Saturday, 14 February 2015
Exhibit Hall (San Jose Convention Center)
Stephanie Schuttler, North Carolina Museum of Natural Sciences, Raleigh, NC
Traditionally, K-12 science classrooms have largely used cookbook-type lesson plans where students conduct experiments with an expected outcome. Our goal as scientists and educators was to develop lesson plans that incorporate real research on local mammal communities as part of the Students Discover program. Students collect data with camera traps, archiving raw results with eMammal, a citizen science camera trapping research project. By working with citizen scientists, eMammal has collected a large range of data, providing a rich set of comparisons with school groups.  Camera traps are ideal for student science classrooms because the species recorded by these cameras can be verified by eMammal experts.  Through the Students Discover program, the citizen science process is taken even further, by allowing students to ask original and authentic scientific research questions. Three teachers from North Carolina public schools participated in a three-week externship with scientists to learn the scientific research process of eMammal and developed four lesson plans integrating the latest national and state science standards.
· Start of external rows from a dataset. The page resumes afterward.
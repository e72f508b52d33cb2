mod data_reader;

pub use data_reader::TelnetDataReader;

use std::time::Duration;

use async_trait::async_trait;
use tokio::io::AsyncWriteExt;
use tokio::net::TcpStream;
use tokio::net::tcp::OwnedWriteHalf;
use tokio_util::sync::CancellationToken;

use crate::error::TransportError;
use crate::host::Host;
use crate::transport::{TimeoutRead, TimeoutReader, Transport};

/// TCP transport speaking the TELNET wire protocol on the read side.
///
/// Reads flow raw socket -> [`TelnetDataReader`] -> [`TimeoutReader`]; writes
/// go straight to the socket, since nothing above emits 0xFF.
pub struct TelnetTransport {
    read_timeout: Duration,
    buffer_size: usize,
    reader: Option<TimeoutReader>,
    writer: Option<OwnedWriteHalf>,
}

impl TelnetTransport {
    pub fn new(read_timeout: Duration, buffer_size: usize) -> Self {
        Self {
            read_timeout,
            buffer_size,
            reader: None,
            writer: None,
        }
    }
}

#[async_trait]
impl TimeoutRead for TelnetTransport {
    async fn read(&mut self, buf: &mut [u8]) -> Result<usize, TransportError> {
        self.reader
            .as_mut()
            .ok_or(TransportError::Closed)?
            .read(buf)
            .await
    }
}

#[async_trait]
impl Transport for TelnetTransport {
    async fn open(&mut self, host: &Host, cancel: CancellationToken) -> Result<(), TransportError> {
        let addr = host.host_port();
        let stream = tokio::select! {
            _ = cancel.cancelled() => return Err(TransportError::Interrupted),
            res = TcpStream::connect(&addr) => {
                res.map_err(|source| TransportError::ConnectFailed { addr: addr.clone(), source })?
            }
        };

        tracing::debug!(%addr, "telnet connection established");

        let (rd, wr) = stream.into_split();
        self.reader = Some(TimeoutReader::new(
            TelnetDataReader::new(rd),
            self.read_timeout,
            self.buffer_size,
        ));
        self.writer = Some(wr);
        Ok(())
    }

    async fn write(&mut self, buf: &[u8]) -> Result<usize, TransportError> {
        let writer = self.writer.as_mut().ok_or(TransportError::Closed)?;
        writer.write_all(buf).await?;
        Ok(buf.len())
    }

    fn set_read_timeout(&mut self, timeout: Duration) {
        self.read_timeout = timeout;
        if let Some(reader) = self.reader.as_mut() {
            reader.set_timeout(timeout);
        }
    }

    async fn close(&mut self) -> Result<(), TransportError> {
        if let Some(mut reader) = self.reader.take() {
            reader.close();
        }
        if let Some(mut writer) = self.writer.take() {
            let _ = writer.shutdown().await;
        }
        Ok(())
    }
}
The implementation of these lessons will result in peer-review quality scientific research, while also providing structure for teachers to allow for scaling across the state and soon nation. Finally, we are extending two of the lesson plans for use in cross-cultural classroom learning between schools in North Carolina, Mexico, and India. All lesson plans will be available for other schools, and accompanied by instructional videos. The data collected by students, and research questions addressed in lesson plans ,will be used by scientific publications extending to our knowledge of mammal ecology. We hope that the excitement of studying charismatic animals through camera trapping will not only motivate students to expand our knowledge of mammal ecology, but also engage them in the scientific process and encourage more to pursue a STEM career.